Chapter 29 of 51 · 2062 words · ~10 min read

CHAPTER XXVIII.

I SEE A STAR

We were still at Thrieve. The woods were yet one manifest emerald. Only the birds began to take up again their later after-summer song. It was a fair place. But--how shall I describe it?--to me there was a veil over everything. Over the river something smoked black like a chimney that will not draw aright. A grey netting of mist was flung over the trees. At times there came a thicker drift of the same slate-coloured reek, as if the pain and the sin went crying up from the ground like the blood of righteous Abel.
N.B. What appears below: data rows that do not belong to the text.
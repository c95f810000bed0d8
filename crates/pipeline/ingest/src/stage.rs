//! Stage bookkeeping shared by ingestion and queries.

use std::future::Future;

/// Awaits one pipeline stage, recording its outcome.
pub(crate) async fn observe<T, E>(
    stage: &'static str,
    fut: impl Future<Output = Result<T, E>>,
) -> Result<T, E> {
    #[cfg(feature = "metrics")]
    let start = std::time::Instant::now();

    let res = fut.await;
    trace!(target: "ingest", stage, ok = res.is_ok(), "Stage finished");

    #[cfg(feature = "metrics")]
    crate::Metrics::record_stage(stage, start.elapsed(), res.is_ok());
    res
}
//! [`DocumentStore`] over the Elasticsearch REST API.

use crate::{
    ClusterInfo, CreateIndexResponse, DocumentStore, IndexResponse, SearchRequest, SearchResponse,
    StoreError,
};
use async_trait::async_trait;
use reqwest::{Client, RequestBuilder, StatusCode, header::CONTENT_TYPE};
use serde::de::DeserializeOwned;
use serde_json::Value;
use std::{fmt, str::FromStr, time::Duration};
use url::Url;

/// When a written document becomes visible to search.
#[derive(Debug, Clone, Copy, Default, PartialEq, Eq)]
pub enum RefreshPolicy {
    /// Refresh the affected shards immediately.
    Immediate,
    /// Return once a refresh has made the write visible.
    #[default]
    WaitFor,
    /// Do not refresh; the write becomes visible on the next scheduled refresh.
    None,
}

impl RefreshPolicy {
    /// The value of the `refresh` query parameter.
    pub const fn as_str(&self) -> &'static str {
        match self {
            Self::Immediate => "true",
            Self::WaitFor => "wait_for",
            Self::None => "false",
        }
    }
}

impl fmt::Display for RefreshPolicy {
    fn fmt(&self, f: &mut fmt::Formatter<'_>) -> fmt::Result {
        f.write_str(self.as_str())
    }
}

impl FromStr for RefreshPolicy {
    type Err = String;

    fn from_str(s: &str) -> Result<Self, Self::Err> {
        match s {
            "true" => Ok(Self::Immediate),
            "wait_for" => Ok(Self::WaitFor),
            "false" => Ok(Self::None),
            other => Err(format!("invalid refresh policy {other:?}, expected true, wait_for or false")),
        }
    }
}

/// Connection settings for [`ElasticStore`].
#[derive(Debug, Clone, PartialEq, Eq)]
pub struct ElasticConfig {
    /// Base URL of the cluster.
    pub url: Url,
    /// Deadline for a single request.
    pub timeout: Duration,
    /// Refresh behaviour of document writes.
    pub refresh: RefreshPolicy,
}

impl ElasticConfig {
    /// The default cluster address.
    pub const DEFAULT_URL: &'static str = "http://127.0.0.1:9200";

    /// The default request deadline.
    pub const DEFAULT_TIMEOUT: Duration = Duration::from_secs(30);

    /// Creates a config for `url` with default timeout and refresh policy.
    pub fn new(url: Url) -> Self {
        Self { url, timeout: Self::DEFAULT_TIMEOUT, refresh: RefreshPolicy::default() }
    }

    /// Sets the request deadline.
    pub fn with_timeout(mut self, timeout: Duration) -> Self {
        self.timeout = timeout;
        self
    }

    /// Sets the refresh policy for writes.
    pub fn with_refresh(mut self, refresh: RefreshPolicy) -> Self {
        self.refresh = refresh;
        self
    }
}

/// An Elasticsearch cluster reached over HTTP.
#[derive(Debug, Clone)]
pub struct ElasticStore {
    /// Connection settings.
    config: ElasticConfig,
    /// The inner reqwest client.
    inner: Client,
}

impl ElasticStore {
    /// Creates a new [`ElasticStore`].
    pub fn new(config: ElasticConfig) -> Result<Self, StoreError> {
        let inner = Client::builder().timeout(config.timeout).build().map_err(StoreError::Build)?;
        Ok(Self { config, inner })
    }

    /// Returns the cluster URL.
    pub const fn url(&self) -> &Url {
        &self.config.url
    }

    /// Appends `segments` to the base URL, percent-encoding each one.
    fn endpoint(&self, segments: &[&str]) -> Result<Url, StoreError> {
        let mut url = self.config.url.clone();
        url.path_segments_mut()
            .map_err(|_| StoreError::InvalidUrl(self.config.url.clone()))?
            .pop_if_empty()
            .extend(segments);
        Ok(url)
    }

    /// Sends `request` and decodes a successful JSON response.
    async fn send<T: DeserializeOwned>(&self, request: RequestBuilder) -> Result<T, StoreError> {
        let res = request.send().await.map_err(StoreError::Transport)?;
        let status = res.status();
        let body = res.bytes().await.map_err(StoreError::Transport)?;
        if !status.is_success() {
            return Err(StoreError::Status {
                status,
                body: String::from_utf8_lossy(&body).into_owned(),
            });
        }
        serde_json::from_slice(&body).map_err(StoreError::Decode)
    }
}

#[async_trait]
impl DocumentStore for ElasticStore {
    async fn ping(&self) -> Result<ClusterInfo, StoreError> {
        let url = self.endpoint(&[])?;
        self.send(self.inner.get(url)).await
    }

    async fn index_exists(&self, index: &str) -> Result<bool, StoreError> {
        let url = self.endpoint(&[index])?;
        let res = self.inner.head(url).send().await.map_err(StoreError::Transport)?;
        match res.status() {
            status if status.is_success() => Ok(true),
            StatusCode::NOT_FOUND => Ok(false),
            status => Err(StoreError::Status { status, body: String::new() }),
        }
    }

    async fn create_index(
        &self,
        index: &str,
        body: &Value,
    ) -> Result<CreateIndexResponse, StoreError> {
        let url = self.endpoint(&[index])?;
        self.send(self.inner.put(url).json(body)).await
    }

    async fn index_document(
        &self,
        index: &str,
        id: &str,
        document: &[u8],
    ) -> Result<IndexResponse, StoreError> {
        let mut url = self.endpoint(&[index, "_doc", id])?;
        url.query_pairs_mut().append_pair("refresh", self.config.refresh.as_str());
        let request =
            self.inner.put(url).header(CONTENT_TYPE, "application/json").body(document.to_vec());
        self.send(request).await
    }

    async fn search(
        &self,
        index: &str,
        request: &SearchRequest,
    ) -> Result<SearchResponse, StoreError> {
        let url = self.endpoint(&[index, "_search"])?;
        self.send(self.inner.post(url).json(request)).await
    }
}

#[cfg(test)]
mod tests {
    use super::*;
    use serde_json::json;
    use std::sync::Arc;
    use tokio::{
        io::{AsyncReadExt, AsyncWriteExt},
        net::TcpListener,
        sync::Mutex,
        task::JoinHandle,
    };

    /// A canned HTTP server that answers connections in order and records what
    /// it was sent.
    struct StubServer {
        url: Url,
        requests: Arc<Mutex<Vec<String>>>,
        handle: JoinHandle<()>,
    }

    impl StubServer {
        async fn start(responses: Vec<(u16, &'static str)>) -> Self {
            let listener = TcpListener::bind("127.0.0.1:0").await.unwrap();
            let url = Url::parse(&format!("http://{}", listener.local_addr().unwrap())).unwrap();
            let requests = Arc::new(Mutex::new(Vec::new()));
            let recorded = requests.clone();
            let handle = tokio::spawn(async move {
                for (status, body) in responses {
                    let (mut stream, _) = listener.accept().await.unwrap();
                    let mut buf = Vec::new();
                    let mut chunk = [0u8; 8192];
                    loop {
                        let n = stream.read(&mut chunk).await.unwrap();
                        buf.extend_from_slice(&chunk[..n]);
                        if n == 0 || request_complete(&buf) {
                            break;
                        }
                    }
                    recorded.lock().await.push(String::from_utf8(buf).unwrap());
                    let response = format!(
                        "HTTP/1.1 {status} X\r\nContent-Type: application/json\r\nContent-Length: {}\r\nConnection: close\r\n\r\n{body}",
                        body.len()
                    );
                    stream.write_all(response.as_bytes()).await.unwrap();
                    stream.shutdown().await.ok();
                }
            });
            Self { url, requests, handle }
        }

        fn store(&self) -> ElasticStore {
            ElasticStore::new(ElasticConfig::new(self.url.clone())).unwrap()
        }

        async fn finish(self) -> Vec<String> {
            self.handle.await.unwrap();
            Arc::try_unwrap(self.requests).unwrap().into_inner()
        }
    }

    fn request_complete(buf: &[u8]) -> bool {
        let text = String::from_utf8_lossy(buf);
        let Some(end) = text.find("\r\n\r\n") else {
            return false;
        };
        let len = text[..end]
            .lines()
            .find_map(|line| {
                let (key, value) = line.split_once(':')?;
                if key.eq_ignore_ascii_case("content-length") {
                    value.trim().parse::<usize>().ok()
                } else {
                    None
                }
            })
            .unwrap_or(0);
        buf.len() >= end + 4 + len
    }

    fn body_of(request: &str) -> Value {
        serde_json::from_str(request.split_once("\r\n\r\n").unwrap().1).unwrap()
    }

    #[tokio::test]
    async fn test_ping() {
        let server = StubServer::start(vec![(
            200,
            r#"{"name":"n1","cluster_name":"blocks","version":{"number":"7.17.0"}}"#,
        )])
        .await;
        let info = server.store().ping().await.unwrap();
        assert_eq!(info.cluster_name, "blocks");
        assert_eq!(info.version.number, "7.17.0");

        let requests = server.finish().await;
        assert!(requests[0].starts_with("GET / HTTP/1.1"));
    }

    #[tokio::test]
    async fn test_index_exists() {
        let server = StubServer::start(vec![(200, ""), (404, ""), (500, "")]).await;
        let store = server.store();
        assert!(store.index_exists("block").await.unwrap());
        assert!(!store.index_exists("block").await.unwrap());
        assert!(matches!(
            store.index_exists("block").await,
            Err(StoreError::Status { status: StatusCode::INTERNAL_SERVER_ERROR, .. })
        ));

        let requests = server.finish().await;
        assert!(requests.iter().all(|r| r.starts_with("HEAD /block HTTP/1.1")));
    }

    #[tokio::test]
    async fn test_create_index() {
        let server = StubServer::start(vec![(
            200,
            r#"{"acknowledged":true,"shards_acknowledged":true,"index":"block"}"#,
        )])
        .await;
        let body = json!({ "settings": { "number_of_shards": 1 } });
        let res = server.store().create_index("block", &body).await.unwrap();
        assert!(res.acknowledged);
        assert_eq!(res.index, "block");

        let requests = server.finish().await;
        assert!(requests[0].starts_with("PUT /block HTTP/1.1"));
        assert_eq!(body_of(&requests[0]), body);
    }

    #[tokio::test]
    async fn test_index_document() {
        let server = StubServer::start(vec![(
            201,
            r#"{"_index":"block","_id":"801","_version":1,"result":"created"}"#,
        )])
        .await;
        let document = json!({ "jsonrpc": "2.0", "id": 1, "result": { "number": "0x321" } });
        let raw = document.to_string();
        let res = server.store().index_document("block", "801", raw.as_bytes()).await.unwrap();
        assert_eq!(res.id, "801");
        assert_eq!(res.result, "created");

        let requests = server.finish().await;
        assert!(requests[0].starts_with("PUT /block/_doc/801?refresh=wait_for HTTP/1.1"));
        assert!(requests[0].to_ascii_lowercase().contains("content-type: application/json"));
        assert_eq!(body_of(&requests[0]), document);
    }

    #[tokio::test]
    async fn test_document_id_is_escaped() {
        let server = StubServer::start(vec![(
            200,
            r#"{"_index":"block","_id":"a/b","_version":1,"result":"created"}"#,
        )])
        .await;
        server.store().index_document("block", "a/b", b"{}").await.unwrap();

        let requests = server.finish().await;
        assert!(requests[0].starts_with("PUT /block/_doc/a%2Fb?refresh=wait_for "));
    }

    #[tokio::test]
    async fn test_search() {
        let server = StubServer::start(vec![(
            200,
            r#"{"took":4,"timed_out":false,"hits":{"total":{"value":1,"relation":"eq"},"hits":[{"_index":"block","_id":"801","_source":{"id":1}}]}}"#,
        )])
        .await;
        let request = SearchRequest::term("id", "1", 0, 10);
        let res = server.store().search("block", &request).await.unwrap();
        assert_eq!(res.took, 4);
        assert_eq!(res.hits.hits.len(), 1);
        assert_eq!(res.hits.hits[0].id, "801");

        let requests = server.finish().await;
        assert!(requests[0].starts_with("POST /block/_search HTTP/1.1"));
        assert_eq!(body_of(&requests[0]), serde_json::to_value(&request).unwrap());
    }

    #[tokio::test]
    async fn test_error_status_keeps_body() {
        let server = StubServer::start(vec![(
            400,
            r#"{"error":{"type":"resource_already_exists_exception"},"status":400}"#,
        )])
        .await;
        let err = server.store().create_index("block", &json!({})).await.unwrap_err();
        assert!(err.is_index_already_exists());
        server.finish().await;
    }

    #[tokio::test]
    async fn test_base_path_is_kept() {
        let server = StubServer::start(vec![(200, r#"{"took":0,"hits":{"hits":[]}}"#)]).await;
        let url = server.url.join("/es/").unwrap();
        let store = ElasticStore::new(ElasticConfig::new(url)).unwrap();
        store.search("block", &SearchRequest::term("id", "1", 0, 1)).await.unwrap();

        let requests = server.finish().await;
        assert!(requests[0].starts_with("POST /es/block/_search HTTP/1.1"));
    }

    #[tokio::test]
    async fn test_unreachable_store() {
        let listener = TcpListener::bind("127.0.0.1:0").await.unwrap();
        let url = Url::parse(&format!("http://{}", listener.local_addr().unwrap())).unwrap();
        drop(listener);

        let store = ElasticStore::new(ElasticConfig::new(url)).unwrap();
        let err = store.index_exists("block").await.unwrap_err();
        assert!(matches!(err, StoreError::Transport(_)));
        assert!(err.is_retryable());
    }

    #[test]
    fn test_refresh_policy_parse() {
        assert_eq!("true".parse::<RefreshPolicy>().unwrap(), RefreshPolicy::Immediate);
        assert_eq!("wait_for".parse::<RefreshPolicy>().unwrap(), RefreshPolicy::WaitFor);
        assert_eq!("false".parse::<RefreshPolicy>().unwrap(), RefreshPolicy::None);
        assert!("sometimes".parse::<RefreshPolicy>().is_err());
        assert_eq!(RefreshPolicy::default().to_string(), "wait_for");
    }

    #[test]
    fn test_config_defaults() {
        let config = ElasticConfig::new(Url::parse(ElasticConfig::DEFAULT_URL).unwrap());
        assert_eq!(config.timeout, ElasticConfig::DEFAULT_TIMEOUT);
        assert_eq!(config.refresh, RefreshPolicy::WaitFor);
    }
}
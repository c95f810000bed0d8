//! Contains the blockdex CLI.

use crate::{
    commands::{IngestCommand, QueryCommand},
    flags::GlobalArgs,
};
use anyhow::Result;
use blockdex_cli::cli_styles;
use clap::{Parser, Subcommand};
use std::future::Future;

/// Subcommands for the CLI.
#[derive(Debug, Clone, Subcommand)]
pub enum Commands {
    /// Fetches a block and writes it to the index.
    #[command(alias = "i")]
    Ingest(IngestCommand),
    /// Looks up indexed blocks by field value.
    #[command(alias = "q")]
    Query(QueryCommand),
}

/// The blockdex CLI.
#[derive(Parser, Clone, Debug)]
#[command(author, version, about, styles = cli_styles(), long_about = None)]
pub struct Cli {
    /// Global arguments for the CLI.
    #[command(flatten)]
    pub global: GlobalArgs,
    /// The subcommand to run.
    #[command(subcommand)]
    pub subcommand: Commands,
}

impl Cli {
    /// Runs the CLI.
    pub fn run(self) -> Result<()> {
        self.global.log_args.init_tracing_subscriber()?;
        self.global.metrics.init_metrics()?;

        let Self { global, subcommand } = self;
        Self::run_until_complete(async move {
            match subcommand {
                Commands::Ingest(cmd) => cmd.run(&global).await,
                Commands::Query(cmd) => cmd.run(&global).await,
            }
        })
    }

    /// Drives `fut` to completion on a fresh multi-threaded runtime.
    pub fn run_until_complete<F>(fut: F) -> Result<()>
    where
        F: Future<Output = Result<()>>,
    {
        let rt = tokio::runtime::Builder::new_multi_thread().enable_all().build()?;
        rt.block_on(fut)
    }
}
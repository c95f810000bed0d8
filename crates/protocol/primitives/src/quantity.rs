//! Hex encoding of JSON-RPC quantities.
//!
//! Quantities are encoded as lowercase hex with a `0x` prefix and no leading
//! zeroes; zero is `0x0`.

use std::num::ParseIntError;
use thiserror::Error;

/// An error decoding a hex quantity.
#[derive(Debug, Clone, PartialEq, Eq, Error)]
pub enum QuantityError {
    /// The value does not start with `0x`.
    #[error("quantity {0:?} is missing the 0x prefix")]
    MissingPrefix(String),
    /// The value is just `0x`.
    #[error("quantity has no digits")]
    Empty,
    /// The value has leading zeroes, e.g. `0x01`.
    #[error("quantity {0:?} has leading zeroes")]
    LeadingZero(String),
    /// The digits are not valid hex or overflow a `u64`.
    #[error("invalid quantity {value:?}: {source}")]
    Invalid {
        /// The rejected input.
        value: String,
        /// The underlying parse error.
        #[source]
        source: ParseIntError,
    },
}

/// Encodes `n` as a JSON-RPC quantity.
pub fn encode_quantity(n: u64) -> String {
    format!("{n:#x}")
}

/// Decodes a JSON-RPC quantity produced by [`encode_quantity`] or a node.
pub fn decode_quantity(value: &str) -> Result<u64, QuantityError> {
    let digits = value
        .strip_prefix("0x")
        .ok_or_else(|| QuantityError::MissingPrefix(value.to_string()))?;
    if digits.is_empty() {
        return Err(QuantityError::Empty);
    }
    if digits.len() > 1 && digits.starts_with('0') {
        return Err(QuantityError::LeadingZero(value.to_string()));
    }
    u64::from_str_radix(digits, 16)
        .map_err(|source| QuantityError::Invalid { value: value.to_string(), source })
}
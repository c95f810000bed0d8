//! HTTP implementation of [`BlockSource`].

use crate::{BlockSource, FetchError, JsonRpcRequest};
use async_trait::async_trait;
use bytes::Bytes;
use reqwest::Client;
use std::time::Duration;
use url::Url;

/// Connection settings for [`HttpBlockSource`].
#[derive(Debug, Clone, PartialEq, Eq)]
pub struct RpcClientConfig {
    /// The node's JSON-RPC endpoint.
    pub url: Url,
    /// Deadline for a single request, including reading the body.
    pub timeout: Duration,
}

impl RpcClientConfig {
    /// The default request deadline.
    pub const DEFAULT_TIMEOUT: Duration = Duration::from_secs(30);

    /// Creates a config for `url` with [`Self::DEFAULT_TIMEOUT`].
    pub fn new(url: Url) -> Self {
        Self { url, timeout: Self::DEFAULT_TIMEOUT }
    }

    /// Sets the request deadline.
    pub fn with_timeout(mut self, timeout: Duration) -> Self {
        self.timeout = timeout;
        self
    }
}

/// Fetches blocks from a node over HTTP.
#[derive(Debug, Clone)]
pub struct HttpBlockSource {
    /// Endpoint settings.
    config: RpcClientConfig,
    /// The inner reqwest client.
    inner: Client,
}

impl HttpBlockSource {
    /// Creates a new [`HttpBlockSource`] with its own connection pool.
    pub fn new(config: RpcClientConfig) -> Result<Self, FetchError> {
        let inner = Client::builder().timeout(config.timeout).build().map_err(FetchError::Build)?;
        Ok(Self { config, inner })
    }

    /// Returns the endpoint this source talks to.
    pub const fn url(&self) -> &Url {
        &self.config.url
    }

    /// Posts `eth_getBlockByNumber` for `number` and returns the raw body.
    pub async fn get_block_by_number(&self, number: u64) -> Result<Bytes, FetchError> {
        let request = JsonRpcRequest::block_by_number(number);
        debug!(target: "rpc", number, hex = %request.params.0, "Fetching block");

        let res = self
            .inner
            .post(self.config.url.clone())
            .json(&request)
            .send()
            .await
            .map_err(|source| FetchError::Transport { number, source })?;

        let status = res.status();
        if !status.is_success() {
            let body = res.text().await.unwrap_or_default();
            return Err(FetchError::Status { number, status, body });
        }

        let body = res.bytes().await.map_err(|source| FetchError::Transport { number, source })?;
        trace!(target: "rpc", number, len = body.len(), "Received block response");
        Ok(body)
    }
}

#[async_trait]
impl BlockSource for HttpBlockSource {
    async fn fetch_block(&self, number: u64) -> Result<Bytes, FetchError> {
        self.get_block_by_number(number).await
    }
}
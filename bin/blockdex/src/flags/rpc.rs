//! Node RPC flags.

use blockdex_rpc::RpcClientConfig;
use clap::Parser;
use std::time::Duration;
use url::Url;

/// Connection to the Ethereum JSON-RPC node.
#[derive(Parser, Clone, Debug, PartialEq, Eq)]
pub struct RpcArgs {
    /// URL of the node's JSON-RPC endpoint.
    #[arg(long = "rpc.url", visible_alias = "rpc", env = "BLOCKDEX_RPC_URL")]
    pub url: Url,
    /// Request timeout in seconds.
    #[arg(long = "rpc.timeout", default_value_t = 30, env = "BLOCKDEX_RPC_TIMEOUT")]
    pub timeout: u64,
}

impl From<&RpcArgs> for RpcClientConfig {
    fn from(args: &RpcArgs) -> Self {
        Self::new(args.url.clone()).with_timeout(Duration::from_secs(args.timeout))
    }
}
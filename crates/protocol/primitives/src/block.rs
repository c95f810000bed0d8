//! Block and transaction records.

use crate::{OpaqueValue, QuantityError, decode_quantity, nullable::nullable};
use serde::{Deserialize, Serialize};

/// A block as returned by `eth_getBlockByNumber` with full transactions.
///
/// All header fields are kept as the hex text the node sent. Fields missing from
/// the response, or sent as `null`, decode to an empty string or empty list.
#[derive(Debug, Clone, Default, PartialEq, Eq, Serialize, Deserialize)]
#[serde(rename_all = "camelCase")]
pub struct Block {
    /// The address credited with the block reward.
    #[serde(default, deserialize_with = "nullable")]
    pub author: String,
    /// The block difficulty.
    #[serde(default, deserialize_with = "nullable")]
    pub difficulty: String,
    /// Arbitrary data included by the miner.
    #[serde(default, deserialize_with = "nullable")]
    pub extra_data: String,
    /// The block gas limit.
    #[serde(default, deserialize_with = "nullable")]
    pub gas_limit: String,
    /// Total gas used by the transactions in the block.
    #[serde(default, deserialize_with = "nullable")]
    pub gas_used: String,
    /// The block hash.
    #[serde(default, deserialize_with = "nullable")]
    pub hash: String,
    /// Bloom filter over the logs of the block.
    #[serde(default, deserialize_with = "nullable")]
    pub logs_bloom: String,
    /// The beneficiary address.
    #[serde(default, deserialize_with = "nullable")]
    pub miner: String,
    /// Proof-of-work mix hash.
    #[serde(default, deserialize_with = "nullable")]
    pub mix_hash: String,
    /// Proof-of-work nonce.
    #[serde(default, deserialize_with = "nullable")]
    pub nonce: String,
    /// The block number.
    #[serde(default, deserialize_with = "nullable")]
    pub number: String,
    /// Hash of the parent block.
    #[serde(default, deserialize_with = "nullable")]
    pub parent_hash: String,
    /// Root of the receipts trie.
    #[serde(default, deserialize_with = "nullable")]
    pub receipts_root: String,
    /// Seal fields, in the order the node returned them.
    #[serde(default, deserialize_with = "nullable")]
    pub seal_fields: Vec<String>,
    /// Hash of the uncles list.
    #[serde(default, deserialize_with = "nullable")]
    pub sha3_uncles: String,
    /// Block size in bytes.
    #[serde(default, deserialize_with = "nullable")]
    pub size: String,
    /// Root of the state trie.
    #[serde(default, deserialize_with = "nullable")]
    pub state_root: String,
    /// Unix timestamp of the block.
    #[serde(default, deserialize_with = "nullable")]
    pub timestamp: String,
    /// Total chain difficulty up to and including this block.
    #[serde(default, deserialize_with = "nullable")]
    pub total_difficulty: String,
    /// Full transaction objects, in block order.
    #[serde(default, deserialize_with = "nullable")]
    pub transactions: Vec<Transaction>,
    /// Root of the transactions trie.
    #[serde(default, deserialize_with = "nullable")]
    pub transactions_root: String,
    /// Uncle entries. Usually hashes, but kept opaque.
    #[serde(default, deserialize_with = "nullable")]
    pub uncles: Vec<OpaqueValue>,
}

impl Block {
    /// Decodes the block number quantity.
    pub fn number_u64(&self) -> Result<u64, QuantityError> {
        decode_quantity(&self.number)
    }
}

/// A transaction inside a [`Block`].
///
/// `to` is empty for contract creations. `chainId`, `condition` and `creates`
/// are kept as [`OpaqueValue`]s and are omitted again on output if the node
/// omitted them.
#[derive(Debug, Clone, Default, PartialEq, Eq, Serialize, Deserialize)]
#[serde(rename_all = "camelCase")]
pub struct Transaction {
    /// Hash of the containing block.
    #[serde(default, deserialize_with = "nullable")]
    pub block_hash: String,
    /// Number of the containing block.
    #[serde(default, deserialize_with = "nullable")]
    pub block_number: String,
    /// Chain id the transaction was signed for, in whatever shape the node used.
    #[serde(default, skip_serializing_if = "OpaqueValue::is_absent")]
    pub chain_id: OpaqueValue,
    /// Client-specific scheduling condition.
    #[serde(default, skip_serializing_if = "OpaqueValue::is_absent")]
    pub condition: OpaqueValue,
    /// Address of the contract created by this transaction, if any.
    #[serde(default, skip_serializing_if = "OpaqueValue::is_absent")]
    pub creates: OpaqueValue,
    /// The sender address.
    #[serde(default, deserialize_with = "nullable")]
    pub from: String,
    /// Gas provided by the sender.
    #[serde(default, deserialize_with = "nullable")]
    pub gas: String,
    /// Gas price in wei.
    #[serde(default, deserialize_with = "nullable")]
    pub gas_price: String,
    /// The transaction hash.
    #[serde(default, deserialize_with = "nullable")]
    pub hash: String,
    /// Call data.
    #[serde(default, deserialize_with = "nullable")]
    pub input: String,
    /// Sender nonce.
    #[serde(default, deserialize_with = "nullable")]
    pub nonce: String,
    /// Public key of the signer.
    #[serde(default, deserialize_with = "nullable")]
    pub public_key: String,
    /// Signature `r` value.
    #[serde(default, deserialize_with = "nullable")]
    pub r: String,
    /// The raw signed transaction.
    #[serde(default, deserialize_with = "nullable")]
    pub raw: String,
    /// Signature `s` value.
    #[serde(default, deserialize_with = "nullable")]
    pub s: String,
    /// Normalised recovery id.
    #[serde(default, deserialize_with = "nullable")]
    pub standard_v: String,
    /// The recipient address. Empty for contract creations.
    #[serde(default, deserialize_with = "nullable")]
    pub to: String,
    /// Position of the transaction in the block.
    #[serde(default, deserialize_with = "nullable")]
    pub transaction_index: String,
    /// Signature `v` value.
    #[serde(default, deserialize_with = "nullable")]
    pub v: String,
    /// Value transferred in wei.
    #[serde(default, deserialize_with = "nullable")]
    pub value: String,
}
Even the splendours of sunset over the purple ridges of Balmaghie and the dewy clearness of sunrise welling up out of the east behind the wood-crests of Carlinwark were tached and bedabbled by that black spume, the breath as of the burning of Babylon the great, mother of abominations.

Only at one spot did the countryside about Thrieve keep its ancient sweetness, and that was up towards the little kirkyard of Balmaghie--_outside_ of which they had buried him, my babe.

There comes a wetness in these old eyes as I write, that was lacking in them forty years ago. Then I could look with scarcely more than a dry, hot twitching of the throat at the place. But now, grown old and once more verging on childhood, the tears come great and salt--though not easily as they used to do at Cour Cheverney, or at Thrieve during those ten years when I fretted waiting for that which was to bring me so much pain when I gat it.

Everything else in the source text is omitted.